前峰からは、なだらかな尾根道で、最後はかなり急な登りで頂上に着く。展望は期待通りである。


写真2 登山道入口.jpeg
写真2 登山道入口
 道東自動車道の東側の道路脇に車を置いてカルバートボックスをくぐって右へ行くと本当の登山道入口がある。カルバートボックスの向こうに見えるのはオダッシュ山の前峰である。本峰は、ここからは前峯の陰になって見えない。

写真3 緩斜面堆積物.jpeg
写真3 緩斜面堆積物
 安田川上流の左岸に見られる緩斜面堆積物である。標高460m付近で斜面の傾斜は約7度である。角礫混じりの砂質土と推定される。

写真4 花こう岩の転石.jpeg
写真4 花こう岩の転石
 新鮮な花こう岩の転石である。登山道が安田川上流の沢を渡る手前、標高470m付近である。図幅などでは花こう岩としているが、アルカリ長石をそれほど含んでいるようには見えず、花こう閃緑岩と言った方が良いかもしれない。

写真5 展望が開ける.jpeg
写真5 北東の展望
 登山道が尾根に取り付く手前の標600m付近で北東方向の展望が開ける。遠くのポコポコした山は然別湖周辺の火山で、左の方にはウペペサンケ山や二ペソツ山が見えている。手前の道路は道東自動車道で,その向こうに道立畜産試験場の牧草地が広がる。その向こうは新得山で白亜紀〜古第三紀の混在岩で主に粘板岩からなる。

写真6 前峰.jpeg
写真6 前峰
 標高810m付近で前峰が見えてくる。

写真7 ミズナラの林.jpeg
写真7 ミズナラの林
 標高900m付近にはミズナラを主とする林が広がる。下草のササがほとんど大きくならず見通しの良い林をつくっている。この付近では、登山道の脇にコケが生えている所がある。

写真8 やや粗粒な花こう岩.jpeg
写真8 やや粗粒な花こう岩 
 標高880m付近で見られる、やや風化した粗粒な花こう岩の転石である。

写真9 粗粒なかこう岩.jpeg
写真9 粗粒な花こう岩
 麓付近よりも粗粒な花こう岩の転石で前峰手前、標高900m付近である。

写真10 花こう岩.jpeg
写真10 花こう岩
 標高930m付近の転石でやや粗粒である。この付近の登山道には最大径50cmほどの転石が幾つか転がっている。角は取れているが、それほど移動していない印象である。

写真11 ペグマタイト.jpeg
写真11 ペグマタイト様岩石
 右に径3cmほどの長石があり、中央と左端に細粒の黒雲母が見える。標高940m付近の転石である。

写真12 前峰.jpeg
写真12 前峰の岩塔
 前峰には高さ6mほどの花こう岩の岩塔が鎮座している。日高の一番東に分布する花こう岩はこのような岩塔が見られる。日勝第一展望台も同じ花こう岩で構成されていて、これよりも鋭い岩塔がある。
 この岩塔の裏に「ひたむきに山を楽しんだ 岩木東司君 平成2年1月12日 47才で没す」と書かれた銘板がある。

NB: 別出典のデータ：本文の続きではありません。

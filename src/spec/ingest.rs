//! Upload-time checks for OpenAPI bins.
//!
//! The mock engine tolerates loosely written documents. Bins are validated
//! strictly once, when they are stored, using the `openapiv3` model.

use crate::error::MockError;
use crate::spec::loader::parse_tree;
use openapiv3::{OpenAPI, Server};

/// Parses and validates an uploaded document as OpenAPI 3.0
pub fn ingest_document(bytes: &[u8]) -> Result<OpenAPI, MockError> {
    let tree = parse_tree(bytes)?;

    let version = tree
        .get("openapi")
        .and_then(|v| v.as_str())
        .ok_or_else(|| MockError::InvalidDocument("missing 'openapi' version".to_string()))?;
    if !version.starts_with("3.0") {
        return Err(MockError::InvalidDocument(format!(
            "unsupported OpenAPI version {}",
            version
        )));
    }

    serde_json::from_value(tree).map_err(|e| MockError::InvalidDocument(e.to_string()))
}

/// Advertises the bin's invoke URL as the first server
pub fn with_invoke_server(mut spec: OpenAPI, invoke_url: &str) -> OpenAPI {
    spec.servers.insert(
        0,
        Server {
            url: invoke_url.to_string(),
            ..Server::default()
        },
    );
    spec
}

/// One-line summary for logs: title, version and operation count
pub fn describe(spec: &OpenAPI) -> String {
    let operations: usize = spec
        .paths
        .paths
        .values()
        .filter_map(|path_item_ref| path_item_ref.as_item())
        .map(|path_item| path_item.iter().count())
        .sum();

    format!(
        "{} v{} ({} operations)",
        spec.info.title, spec.info.version, operations
    )
}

【参考】「国道274号沿いの露頭(その2)」の写真13

写真13 花こう岩.jpeg
写真13 前峰の花こう岩
 やや結晶の大きい長石、石英、黒雲母が見える。

写真14 前峰から本峰へ.jpeg
写真14 前峰から本峰へ
 前峰から本峰へはなだらかな尾根道である。木々の向こうに本峰がかろうじて見える。

写真15 本峰手前から南を見る.jpeg
写真15 本峰手前から南を見る
 日高の山々が連なる。花こう岩類特有の三角の山頂がいくつも見える。

写真16 狩振岳.jpeg
写真16 狩振岳
 狩振岳かりふりだけは、きれいな三角の山頂を持つ標高1323mの山で、山頂付近から東は泥質片岩、西は花こう閃緑岩である。

写真17 ササ原斜面.jpeg
写真17 ササ原斜面 
 本峰からで南に延びる尾根の東斜面は一面ササ原で覆われて急斜面となっている。西斜面はやや傾斜の緩い斜面で木々が茂っている。

写真18 頂上の露頭.jpeg
写真18 頂上の露頭
 頂上には所々に花こう閃緑岩が露出している。

写真19 頂上の花こう閃緑岩.jpeg
写真19 頂上の花こう閃緑岩
 長石、石英、黒雲母からなる花こう閃緑岩である。